- **Goal of the exercise**
Filter the listing down to the lines containing the word "single".

- **Given information**
■ ■ ■ ■ ■

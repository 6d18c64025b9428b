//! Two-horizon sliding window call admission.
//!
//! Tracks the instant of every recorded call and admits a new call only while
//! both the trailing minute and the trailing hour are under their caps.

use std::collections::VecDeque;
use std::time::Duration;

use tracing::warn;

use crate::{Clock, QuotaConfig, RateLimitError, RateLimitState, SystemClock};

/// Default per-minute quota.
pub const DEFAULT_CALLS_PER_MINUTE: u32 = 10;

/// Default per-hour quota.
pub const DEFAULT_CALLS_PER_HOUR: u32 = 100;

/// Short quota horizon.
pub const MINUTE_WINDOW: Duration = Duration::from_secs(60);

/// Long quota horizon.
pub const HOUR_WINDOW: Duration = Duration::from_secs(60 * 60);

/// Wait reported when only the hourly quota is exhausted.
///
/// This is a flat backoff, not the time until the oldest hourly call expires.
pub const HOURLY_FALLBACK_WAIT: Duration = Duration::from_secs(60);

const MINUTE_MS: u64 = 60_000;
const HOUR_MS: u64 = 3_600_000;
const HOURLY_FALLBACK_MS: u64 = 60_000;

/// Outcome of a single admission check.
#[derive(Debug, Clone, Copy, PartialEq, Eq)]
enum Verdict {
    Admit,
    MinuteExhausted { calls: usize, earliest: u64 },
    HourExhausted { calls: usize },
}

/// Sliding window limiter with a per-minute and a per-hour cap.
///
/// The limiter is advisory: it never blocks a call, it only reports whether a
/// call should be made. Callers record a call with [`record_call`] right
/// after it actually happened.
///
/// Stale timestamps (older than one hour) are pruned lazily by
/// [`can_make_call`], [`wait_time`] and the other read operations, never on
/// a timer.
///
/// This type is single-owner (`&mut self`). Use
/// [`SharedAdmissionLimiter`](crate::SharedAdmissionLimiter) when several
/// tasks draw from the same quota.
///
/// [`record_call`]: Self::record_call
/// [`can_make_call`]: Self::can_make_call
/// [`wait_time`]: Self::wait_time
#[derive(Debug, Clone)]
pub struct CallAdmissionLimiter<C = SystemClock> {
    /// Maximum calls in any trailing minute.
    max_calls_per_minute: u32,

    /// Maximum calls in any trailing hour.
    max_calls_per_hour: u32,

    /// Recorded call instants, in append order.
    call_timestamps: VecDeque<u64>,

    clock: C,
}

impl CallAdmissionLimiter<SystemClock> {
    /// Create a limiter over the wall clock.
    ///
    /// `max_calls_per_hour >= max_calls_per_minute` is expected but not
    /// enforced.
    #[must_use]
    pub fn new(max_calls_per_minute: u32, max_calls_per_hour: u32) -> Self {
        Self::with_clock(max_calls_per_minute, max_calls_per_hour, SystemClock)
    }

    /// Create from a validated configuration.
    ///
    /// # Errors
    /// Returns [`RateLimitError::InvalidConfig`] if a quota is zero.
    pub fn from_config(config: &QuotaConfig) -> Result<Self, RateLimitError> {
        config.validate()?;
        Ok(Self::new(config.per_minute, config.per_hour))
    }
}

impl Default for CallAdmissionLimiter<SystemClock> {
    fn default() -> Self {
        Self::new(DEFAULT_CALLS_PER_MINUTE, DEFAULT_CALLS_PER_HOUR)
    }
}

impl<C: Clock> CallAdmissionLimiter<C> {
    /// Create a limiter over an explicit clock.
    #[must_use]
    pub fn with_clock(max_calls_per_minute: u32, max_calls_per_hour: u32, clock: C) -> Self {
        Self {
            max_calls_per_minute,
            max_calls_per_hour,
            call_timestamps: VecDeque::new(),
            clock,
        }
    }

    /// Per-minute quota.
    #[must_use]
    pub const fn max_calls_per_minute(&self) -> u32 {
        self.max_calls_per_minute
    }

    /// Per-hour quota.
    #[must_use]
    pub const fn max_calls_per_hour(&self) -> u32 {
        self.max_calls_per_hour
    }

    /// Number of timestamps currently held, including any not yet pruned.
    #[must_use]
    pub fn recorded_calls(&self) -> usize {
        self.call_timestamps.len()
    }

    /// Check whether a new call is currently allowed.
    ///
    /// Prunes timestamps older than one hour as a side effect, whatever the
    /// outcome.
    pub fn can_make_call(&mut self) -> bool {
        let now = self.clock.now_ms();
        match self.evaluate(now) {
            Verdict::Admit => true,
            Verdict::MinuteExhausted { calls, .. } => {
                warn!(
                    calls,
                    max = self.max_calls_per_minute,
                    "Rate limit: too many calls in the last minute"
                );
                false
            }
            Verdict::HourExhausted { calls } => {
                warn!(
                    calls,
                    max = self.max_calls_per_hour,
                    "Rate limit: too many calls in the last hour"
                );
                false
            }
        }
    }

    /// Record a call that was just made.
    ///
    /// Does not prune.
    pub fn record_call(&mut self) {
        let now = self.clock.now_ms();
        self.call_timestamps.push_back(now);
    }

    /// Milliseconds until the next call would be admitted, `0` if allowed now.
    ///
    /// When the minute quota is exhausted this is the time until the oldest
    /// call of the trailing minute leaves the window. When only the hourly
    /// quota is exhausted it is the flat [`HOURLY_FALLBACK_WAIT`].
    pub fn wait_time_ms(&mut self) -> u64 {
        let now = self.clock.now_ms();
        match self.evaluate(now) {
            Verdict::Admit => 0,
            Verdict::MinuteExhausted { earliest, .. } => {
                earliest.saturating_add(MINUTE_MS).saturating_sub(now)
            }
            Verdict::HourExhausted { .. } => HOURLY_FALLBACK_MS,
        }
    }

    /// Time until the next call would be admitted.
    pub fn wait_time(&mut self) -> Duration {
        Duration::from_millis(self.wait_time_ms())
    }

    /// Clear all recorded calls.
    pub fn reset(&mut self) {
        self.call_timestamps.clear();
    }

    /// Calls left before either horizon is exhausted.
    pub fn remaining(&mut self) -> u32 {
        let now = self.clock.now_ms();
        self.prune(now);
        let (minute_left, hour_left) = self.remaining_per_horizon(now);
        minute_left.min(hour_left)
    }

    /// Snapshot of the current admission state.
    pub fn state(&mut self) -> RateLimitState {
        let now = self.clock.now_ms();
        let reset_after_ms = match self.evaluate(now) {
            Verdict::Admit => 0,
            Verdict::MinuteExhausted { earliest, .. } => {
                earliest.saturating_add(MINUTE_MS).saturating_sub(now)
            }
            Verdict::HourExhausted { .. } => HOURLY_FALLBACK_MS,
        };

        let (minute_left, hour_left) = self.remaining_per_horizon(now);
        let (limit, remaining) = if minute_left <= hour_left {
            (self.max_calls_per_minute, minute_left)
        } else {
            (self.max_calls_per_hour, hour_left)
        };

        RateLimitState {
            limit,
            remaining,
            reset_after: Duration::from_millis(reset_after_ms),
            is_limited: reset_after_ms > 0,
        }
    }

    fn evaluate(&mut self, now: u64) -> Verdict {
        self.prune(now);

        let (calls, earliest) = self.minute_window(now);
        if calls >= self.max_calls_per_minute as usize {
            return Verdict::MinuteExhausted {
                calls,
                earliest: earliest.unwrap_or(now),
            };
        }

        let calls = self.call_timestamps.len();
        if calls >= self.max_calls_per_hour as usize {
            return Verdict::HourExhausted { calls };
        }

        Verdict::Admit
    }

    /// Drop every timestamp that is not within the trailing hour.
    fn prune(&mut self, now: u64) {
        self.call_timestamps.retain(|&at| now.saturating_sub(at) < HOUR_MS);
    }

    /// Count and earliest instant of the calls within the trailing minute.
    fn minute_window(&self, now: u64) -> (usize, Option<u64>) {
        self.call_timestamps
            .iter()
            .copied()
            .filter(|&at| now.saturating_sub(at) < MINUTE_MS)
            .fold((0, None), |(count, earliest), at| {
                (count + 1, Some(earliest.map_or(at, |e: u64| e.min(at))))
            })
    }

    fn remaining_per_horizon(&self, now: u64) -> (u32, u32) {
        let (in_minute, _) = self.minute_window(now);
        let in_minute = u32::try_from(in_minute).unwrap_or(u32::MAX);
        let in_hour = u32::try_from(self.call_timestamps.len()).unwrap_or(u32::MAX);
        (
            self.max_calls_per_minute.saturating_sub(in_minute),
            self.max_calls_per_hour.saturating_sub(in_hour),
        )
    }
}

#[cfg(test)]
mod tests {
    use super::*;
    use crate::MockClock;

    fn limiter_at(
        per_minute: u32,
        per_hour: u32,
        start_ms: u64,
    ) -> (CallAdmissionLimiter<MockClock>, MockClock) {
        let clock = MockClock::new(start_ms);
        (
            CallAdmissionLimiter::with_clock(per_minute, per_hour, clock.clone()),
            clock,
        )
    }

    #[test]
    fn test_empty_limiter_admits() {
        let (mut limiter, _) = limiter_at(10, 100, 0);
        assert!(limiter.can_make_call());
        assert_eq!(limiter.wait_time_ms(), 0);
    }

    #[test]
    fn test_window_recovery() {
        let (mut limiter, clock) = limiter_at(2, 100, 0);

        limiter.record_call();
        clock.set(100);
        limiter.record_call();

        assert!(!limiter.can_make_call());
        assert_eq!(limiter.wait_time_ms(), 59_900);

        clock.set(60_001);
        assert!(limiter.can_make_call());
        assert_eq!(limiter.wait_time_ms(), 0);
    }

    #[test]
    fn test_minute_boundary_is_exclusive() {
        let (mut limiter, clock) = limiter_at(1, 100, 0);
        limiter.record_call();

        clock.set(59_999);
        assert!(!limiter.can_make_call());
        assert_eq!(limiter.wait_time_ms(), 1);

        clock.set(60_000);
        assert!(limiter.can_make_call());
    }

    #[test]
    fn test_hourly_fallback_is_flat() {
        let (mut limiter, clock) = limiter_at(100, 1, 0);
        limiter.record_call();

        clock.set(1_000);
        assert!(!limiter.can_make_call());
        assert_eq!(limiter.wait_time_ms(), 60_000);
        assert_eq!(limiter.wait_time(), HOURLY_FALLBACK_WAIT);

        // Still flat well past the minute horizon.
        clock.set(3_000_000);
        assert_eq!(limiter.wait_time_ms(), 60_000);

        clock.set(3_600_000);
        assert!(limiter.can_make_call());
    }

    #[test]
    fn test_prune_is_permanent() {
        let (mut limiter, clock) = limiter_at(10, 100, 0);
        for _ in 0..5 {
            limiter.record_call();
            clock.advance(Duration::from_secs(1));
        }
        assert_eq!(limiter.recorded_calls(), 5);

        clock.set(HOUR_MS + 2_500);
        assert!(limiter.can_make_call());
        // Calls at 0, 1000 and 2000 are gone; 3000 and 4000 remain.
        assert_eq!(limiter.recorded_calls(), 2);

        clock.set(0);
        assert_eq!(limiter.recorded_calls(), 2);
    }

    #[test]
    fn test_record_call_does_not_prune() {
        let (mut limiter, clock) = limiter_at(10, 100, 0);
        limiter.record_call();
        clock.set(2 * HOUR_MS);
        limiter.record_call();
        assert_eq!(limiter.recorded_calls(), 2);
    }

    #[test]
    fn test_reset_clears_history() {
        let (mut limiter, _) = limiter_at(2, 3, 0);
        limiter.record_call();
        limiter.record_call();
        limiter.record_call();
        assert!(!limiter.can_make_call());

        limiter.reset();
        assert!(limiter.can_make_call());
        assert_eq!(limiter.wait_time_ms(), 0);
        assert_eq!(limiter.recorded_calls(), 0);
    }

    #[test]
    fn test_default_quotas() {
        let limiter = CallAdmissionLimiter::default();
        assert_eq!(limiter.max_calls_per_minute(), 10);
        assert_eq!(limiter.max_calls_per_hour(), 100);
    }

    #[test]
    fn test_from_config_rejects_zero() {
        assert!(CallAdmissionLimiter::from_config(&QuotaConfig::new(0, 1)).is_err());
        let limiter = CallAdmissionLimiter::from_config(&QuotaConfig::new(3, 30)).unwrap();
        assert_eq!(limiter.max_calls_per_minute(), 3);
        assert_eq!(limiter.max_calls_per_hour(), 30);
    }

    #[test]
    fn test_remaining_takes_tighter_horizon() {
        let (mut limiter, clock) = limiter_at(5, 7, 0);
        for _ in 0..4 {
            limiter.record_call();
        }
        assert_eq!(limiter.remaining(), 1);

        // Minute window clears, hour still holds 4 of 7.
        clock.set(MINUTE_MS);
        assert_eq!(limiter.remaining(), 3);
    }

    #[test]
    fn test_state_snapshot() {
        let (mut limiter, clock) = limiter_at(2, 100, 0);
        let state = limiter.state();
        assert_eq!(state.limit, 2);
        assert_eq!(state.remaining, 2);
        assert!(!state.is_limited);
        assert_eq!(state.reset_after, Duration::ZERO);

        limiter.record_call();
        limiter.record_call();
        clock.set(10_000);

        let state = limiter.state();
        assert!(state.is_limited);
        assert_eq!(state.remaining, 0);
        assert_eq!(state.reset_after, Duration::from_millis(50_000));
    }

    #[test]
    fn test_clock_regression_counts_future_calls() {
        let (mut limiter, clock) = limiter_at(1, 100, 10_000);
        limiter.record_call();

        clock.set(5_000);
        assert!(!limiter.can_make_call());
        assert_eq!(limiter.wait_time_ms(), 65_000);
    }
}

■ ■ ■ ■ ■

- **Solution**
/// Outcome of a single admission check.
/// This type is single-owner (`&mut self`). Use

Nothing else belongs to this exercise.